If a proposed mine is approved north of Winnipeg, trucks carrying silica sand could make nearly 100 trips to and from Winnipeg each day.

The Wanipigow Sand Extraction Project is located on the east side of Lake Winnipeg, a one way trip that would clock 200-kilometres on the odometer.

Canadian Premium Sand, the company behind the development, said trucks would travel on Highway 304 and Highway 59.

“When you have more traffic on the highway, you have more risk,” said Jack Brisco, reeve of the Rural Municipality of Alexander, an area south of the development where people live and go to the lake.

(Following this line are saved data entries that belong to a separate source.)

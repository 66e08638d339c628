pub mod client;
pub mod gemini; // Gemini vision API client
pub mod settings;
pub mod vision;

pub use client::AnalyzeClient;
pub use gemini::{GeminiClient, DEFAULT_MODEL, MODEL_CATALOG};
pub use settings::SettingsStore;
pub use vision::VisionService;

/// One timeout for every outbound analysis-path request.
pub(crate) const ANALYSIS_TIMEOUT: std::time::Duration = std::time::Duration::from_secs(30);
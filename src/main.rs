mod analysis;
mod capture;
mod models;
mod prompts;
mod server;
mod services;
mod snap;

use anyhow::Result;
use dotenv::dotenv;
use std::env;

use services::{GeminiClient, SettingsStore, DEFAULT_MODEL, MODEL_CATALOG};
use services::settings::{API_KEY_SETTING, MODEL_SETTING};

#[tokio::main]
async fn main() -> Result<()> {
    // Initialize logger
    env_logger::init();

    // Load environment variables
    dotenv().ok();

    let args: Vec<String> = env::args().collect();
    match args.get(1).map(String::as_str) {
        None | Some("serve") => serve().await,
        Some("snap") => snap::run().await,
        Some("analyze") => match args.get(2) {
            Some(path) => snap::run_file(path).await,
            None => {
                eprintln!("Usage: calories-advisor analyze <image-path>");
                Ok(())
            }
        },
        Some("settings") => settings_command(&args[2..]).await,
        _ => {
            print_usage();
            Ok(())
        }
    }
}

#[cfg(feature = "api-server")]
async fn serve() -> Result<()> {
    use std::sync::Arc;

    log::info!("🚀 Starting Calories Advisor API...");

    let fallback_api_key = env::var("GEMINI_API_KEY").ok().filter(|k| !k.is_empty());
    if fallback_api_key.is_none() {
        log::warn!("⚠️ GEMINI_API_KEY not set; requests must carry their own api_key field");
    }

    let state = Arc::new(server::http::AppState {
        http: reqwest::Client::new(),
        fallback_api_key,
    });
    let app = server::http::create_router(state);

    let addr = "0.0.0.0:8000";
    log::info!("🌐 Analysis server starting on {}", addr);

    println!("\n🍽️ Calories Advisor API running on http://localhost:8000");
    println!("   POST /analyze-calories - multipart food image analysis");
    println!("   GET  /health           - liveness check");
    println!("\n🛑 Ctrl+C to stop\n");

    let listener = tokio::net::TcpListener::bind(addr).await?;
    axum::serve(listener, app).await?;

    Ok(())
}

#[cfg(not(feature = "api-server"))]
async fn serve() -> Result<()> {
    anyhow::bail!("This build has no server support; rebuild with the `api-server` feature enabled")
}

async fn settings_command(args: &[String]) -> Result<()> {
    let mut settings = SettingsStore::load_default()?;

    match args.first().map(String::as_str) {
        None | Some("show") => {
            println!("⚙️ Settings ({})\n", settings.path().display());
            match settings.api_key() {
                Some(key) => println!("   API key: set ({})", mask_key(&key)),
                None => println!("   API key: not set"),
            }
            println!("   Model:   {}\n", settings.model());
            println!("   Available models:");
            for model in MODEL_CATALOG {
                println!("   • {} - {} ({})", model.id, model.name, model.description);
            }
        }
        Some("set-key") => {
            let key = args
                .get(1)
                .filter(|k| !k.is_empty())
                .ok_or_else(|| anyhow::anyhow!("Usage: calories-advisor settings set-key <KEY>"))?;

            print!("🔑 Validating API key... ");
            let client = reqwest::Client::new();
            if GeminiClient::validate_key(&client, key).await? {
                println!("valid!");
                settings.set(API_KEY_SETTING, key)?;
                println!("✅ API key is valid and working! Settings saved.");
            } else {
                println!("invalid.");
                anyhow::bail!("Invalid API key. Please check and try again.");
            }
        }
        Some("set-model") => {
            let model = args
                .get(1)
                .ok_or_else(|| anyhow::anyhow!("Usage: calories-advisor settings set-model <MODEL-ID>"))?;

            if MODEL_CATALOG.iter().any(|m| m.id == model.as_str()) {
                settings.set(MODEL_SETTING, model)?;
                println!("✅ Model updated to {}", model);
            } else {
                println!("❌ Unknown model: {}\n\nAvailable models:", model);
                for option in MODEL_CATALOG {
                    println!("   • {} - {}", option.id, option.name);
                }
            }
        }
        Some("clear-key") => {
            settings.remove(API_KEY_SETTING)?;
            println!("✅ API key cleared.");
        }
        Some(other) => {
            println!("❌ Unknown settings command: {}", other);
            println!("   Use: show | set-key <KEY> | set-model <MODEL-ID> | clear-key");
        }
    }

    Ok(())
}

fn mask_key(key: &str) -> String {
    let tail: String = key
        .chars()
        .rev()
        .take(4)
        .collect::<Vec<_>>()
        .into_iter()
        .rev()
        .collect();
    if key.chars().count() <= 4 {
        "****".to_string()
    } else {
        format!("****{}", tail)
    }
}

fn print_usage() {
    println!("🍽️ Calories Advisor\n");
    println!("Usage: calories-advisor [COMMAND]\n");
    println!("Commands:");
    println!("   serve              Run the analysis HTTP server (default)");
    println!("   snap               Capture a food photo from the camera and analyze it");
    println!("   analyze <path>     Analyze an existing food image file");
    println!("   settings           Show or update the stored API key and model");
    println!("\nThe default model is {}.", DEFAULT_MODEL);
    println!("Set CALORIES_ADVISOR_URL to analyze through a running server instead of Gemini.");
}
//! Camera device access behind a trait, so the capture state machine can be
//! driven by a real device or by a scripted backend in tests.

use thiserror::Error;

/// Why a capture operation failed. The acquisition variants mirror the
/// reasons a device request can be refused; `InvalidState` covers calls made
/// outside the state they are legal in.
#[derive(Debug, Clone, PartialEq, Eq, Error)]
pub enum CaptureError {
    #[error("camera access denied")]
    PermissionDenied,
    #[error("no camera device found")]
    NoDevice,
    #[error("camera device is busy")]
    DeviceBusy,
    #[error("camera failure: {0}")]
    Unknown(String),
    #[error("failed to encode captured frame: {0}")]
    Encode(String),
    #[error("{op} is not valid in the {state} state")]
    InvalidState {
        op: &'static str,
        state: &'static str,
    },
}

impl CaptureError {
    /// Message suitable for showing directly to the user.
    pub fn user_message(&self) -> String {
        match self {
            CaptureError::PermissionDenied => {
                "Camera access denied. Please allow camera permissions and try again.".to_string()
            }
            CaptureError::NoDevice => {
                "No camera found. Please connect a camera and try again.".to_string()
            }
            CaptureError::DeviceBusy => {
                "Camera is already in use by another application.".to_string()
            }
            CaptureError::Unknown(_) => "Failed to access camera. Please try again.".to_string(),
            CaptureError::Encode(_) => "Failed to encode the captured image.".to_string(),
            CaptureError::InvalidState { .. } => self.to_string(),
        }
    }
}

/// One enumerable camera device.
#[derive(Debug, Clone, PartialEq, Eq)]
pub struct DeviceInfo {
    pub index: u32,
    pub label: String,
}

/// Which physical camera to prefer when no explicit device is selected.
#[derive(Debug, Clone, Copy, PartialEq, Eq, Default)]
pub enum Facing {
    User,
    #[default]
    Environment,
}

impl Facing {
    pub fn toggled(self) -> Self {
        match self {
            Facing::User => Facing::Environment,
            Facing::Environment => Facing::User,
        }
    }
}

/// Stream acquisition parameters. Width/height are a hint; the backend keeps
/// whatever native resolution is closest.
#[derive(Debug, Clone)]
pub struct StreamRequest {
    pub device: Option<u32>,
    pub facing: Facing,
    pub width: u32,
    pub height: u32,
}

impl Default for StreamRequest {
    fn default() -> Self {
        Self {
            device: None,
            facing: Facing::default(),
            width: 1920,
            height: 1080,
        }
    }
}

/// A decoded RGB frame at the stream's native resolution.
#[derive(Debug, Clone, PartialEq, Eq)]
pub struct RawFrame {
    pub width: u32,
    pub height: u32,
    pub rgb: Vec<u8>,
}

/// Device access used by the capture controller. At most one stream may be
/// held; `release` must be safe to call at any time, including twice.
pub trait CameraBackend: Send {
    fn enumerate(&mut self) -> Result<Vec<DeviceInfo>, CaptureError>;
    fn open(&mut self, request: &StreamRequest) -> Result<(), CaptureError>;
    fn grab(&mut self) -> Result<RawFrame, CaptureError>;
    fn release(&mut self);
    fn is_streaming(&self) -> bool;
}

#[cfg(feature = "camera")]
pub use nokhwa_backend::NokhwaBackend;

#[cfg(feature = "camera")]
mod nokhwa_backend {
    use super::*;

    use nokhwa::pixel_format::RgbFormat;
    use nokhwa::utils::{
        ApiBackend, CameraFormat, CameraIndex, FrameFormat, RequestedFormat, RequestedFormatType,
        Resolution,
    };
    use nokhwa::{Camera, NokhwaError};

    /// Real camera access via nokhwa's native platform backends.
    pub struct NokhwaBackend {
        camera: Option<Camera>,
    }

    impl NokhwaBackend {
        pub fn new() -> Self {
            Self { camera: None }
        }
    }

    impl Default for NokhwaBackend {
        fn default() -> Self {
            Self::new()
        }
    }

    /// nokhwa reports platform errors as strings; sniff the common refusal
    /// reasons out of the message the same way the upstream UI mapped
    /// `NotAllowedError`/`NotFoundError`/`NotReadableError`.
    fn map_backend_error(err: NokhwaError) -> CaptureError {
        let message = err.to_string();
        let lower = message.to_lowercase();
        if lower.contains("permission") || lower.contains("denied") || lower.contains("access") {
            CaptureError::PermissionDenied
        } else if lower.contains("busy") || lower.contains("in use") {
            CaptureError::DeviceBusy
        } else if lower.contains("not found") || lower.contains("no device") {
            CaptureError::NoDevice
        } else {
            CaptureError::Unknown(message)
        }
    }

    impl CameraBackend for NokhwaBackend {
        fn enumerate(&mut self) -> Result<Vec<DeviceInfo>, CaptureError> {
            let cameras = nokhwa::query(ApiBackend::Auto).map_err(map_backend_error)?;
            Ok(cameras
                .iter()
                .enumerate()
                .map(|(position, info)| DeviceInfo {
                    index: info.index().as_index().unwrap_or(position as u32),
                    label: info.human_name(),
                })
                .collect())
        }

        fn open(&mut self, request: &StreamRequest) -> Result<(), CaptureError> {
            // Opening twice would leak the first stream.
            self.release();

            let index = request.device.unwrap_or(0);
            let format = CameraFormat::new(
                Resolution::new(request.width, request.height),
                FrameFormat::MJPEG,
                30,
            );
            let requested = RequestedFormat::new::<RgbFormat>(RequestedFormatType::Closest(format));

            let mut camera =
                Camera::new(CameraIndex::Index(index), requested).map_err(map_backend_error)?;
            camera.open_stream().map_err(map_backend_error)?;

            log::info!(
                "📷 Camera stream opened: {} at {}x{}",
                camera.info().human_name(),
                camera.resolution().width(),
                camera.resolution().height()
            );

            self.camera = Some(camera);
            Ok(())
        }

        fn grab(&mut self) -> Result<RawFrame, CaptureError> {
            let camera = self
                .camera
                .as_mut()
                .ok_or_else(|| CaptureError::Unknown("no active stream".to_string()))?;

            let buffer = camera.frame().map_err(map_backend_error)?;
            let decoded = buffer
                .decode_image::<RgbFormat>()
                .map_err(map_backend_error)?;

            Ok(RawFrame {
                width: decoded.width(),
                height: decoded.height(),
                rgb: decoded.into_raw(),
            })
        }

        fn release(&mut self) {
            if let Some(mut camera) = self.camera.take() {
                if let Err(e) = camera.stop_stream() {
                    log::warn!("⚠️ Failed to stop camera stream cleanly: {}", e);
                }
            }
        }

        fn is_streaming(&self) -> bool {
            self.camera.is_some()
        }
    }

    impl Drop for NokhwaBackend {
        fn drop(&mut self) {
            self.release();
        }
    }
}

#[cfg(test)]
mod tests {
    use super::*;

    #[test]
    fn test_user_messages() {
        assert!(CaptureError::PermissionDenied
            .user_message()
            .contains("Camera access denied"));
        assert!(CaptureError::NoDevice.user_message().contains("No camera found"));
        assert!(CaptureError::DeviceBusy.user_message().contains("already in use"));
        assert!(CaptureError::Unknown("boom".to_string())
            .user_message()
            .contains("try again"));
    }

    #[test]
    fn test_facing_toggle() {
        assert_eq!(Facing::Environment.toggled(), Facing::User);
        assert_eq!(Facing::User.toggled(), Facing::Environment);
        assert_eq!(Facing::default(), Facing::Environment);
    }

    #[test]
    fn test_default_request_is_full_hd_hint() {
        let request = StreamRequest::default();
        assert_eq!(request.device, None);
        assert_eq!((request.width, request.height), (1920, 1080));
    }
}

The company wants to truck their product on highways 24 hours a day, seven days a week.

“It's narrow, windy and very old,” said Brisco. “We want to make sure the highways are looked after and maintained and are able to support that kind of traffic."

The company said three to four trucks per hour -- one leaving about every 15 minutes -- will transport the sand to Winnipeg, where it will be loaded onto rail cars.

The company said the trucks are designed to contain sand and fluid, will be filled in the plant and be completely enclosed.

"We'd like to see the highway twinned at least to 304 and if it is 304, there are some really bad spots on that highway that definitely need to be fixed, to make them safe for cars, never mind semis," Brisco said.

He said it sounds like the project could be a big boost to the local economy and people want to make sure highways are safe.

READ MORE: Proposed silica sand mine dividing community over economic, environment concerns

The company wants to mine between one and two million tonnes of silica sand a year, and believes there's enough in the area to operate for more than 50 years.

The plan is to wash and dry the sand in a local plant before it’s shipped to Alberta, where it will be used for fracking oil and gas.

Hollow Water First Nation Chief Larry Barker admits traffic has been one of the biggest concerns.

“We've been living with that for years,” said Barker.

“We had a lot of pulp trucks, a lot of fuel trucks going up north, so we are very careful in that, so we know the dangers of that and we are addressing it,” he said.

Canadian Premium Sand said it's working with Manitoba Infrastructure.

"To identify those areas that are the priorities to make sure we are contributing to whatever fixes, so the roads can be safe for not only trucks but for the rest of the community,” said Bronwyn Weaver, a communication and community liaison officer with the company.

PROVINCE REVIEWING PROPOSAL

The province said in an email to CTV News that it will talk with the company about highway operations and possible modifications.

The province said an environment act proposal is being reviewed.

It didn't provide a date when the project could get the green light.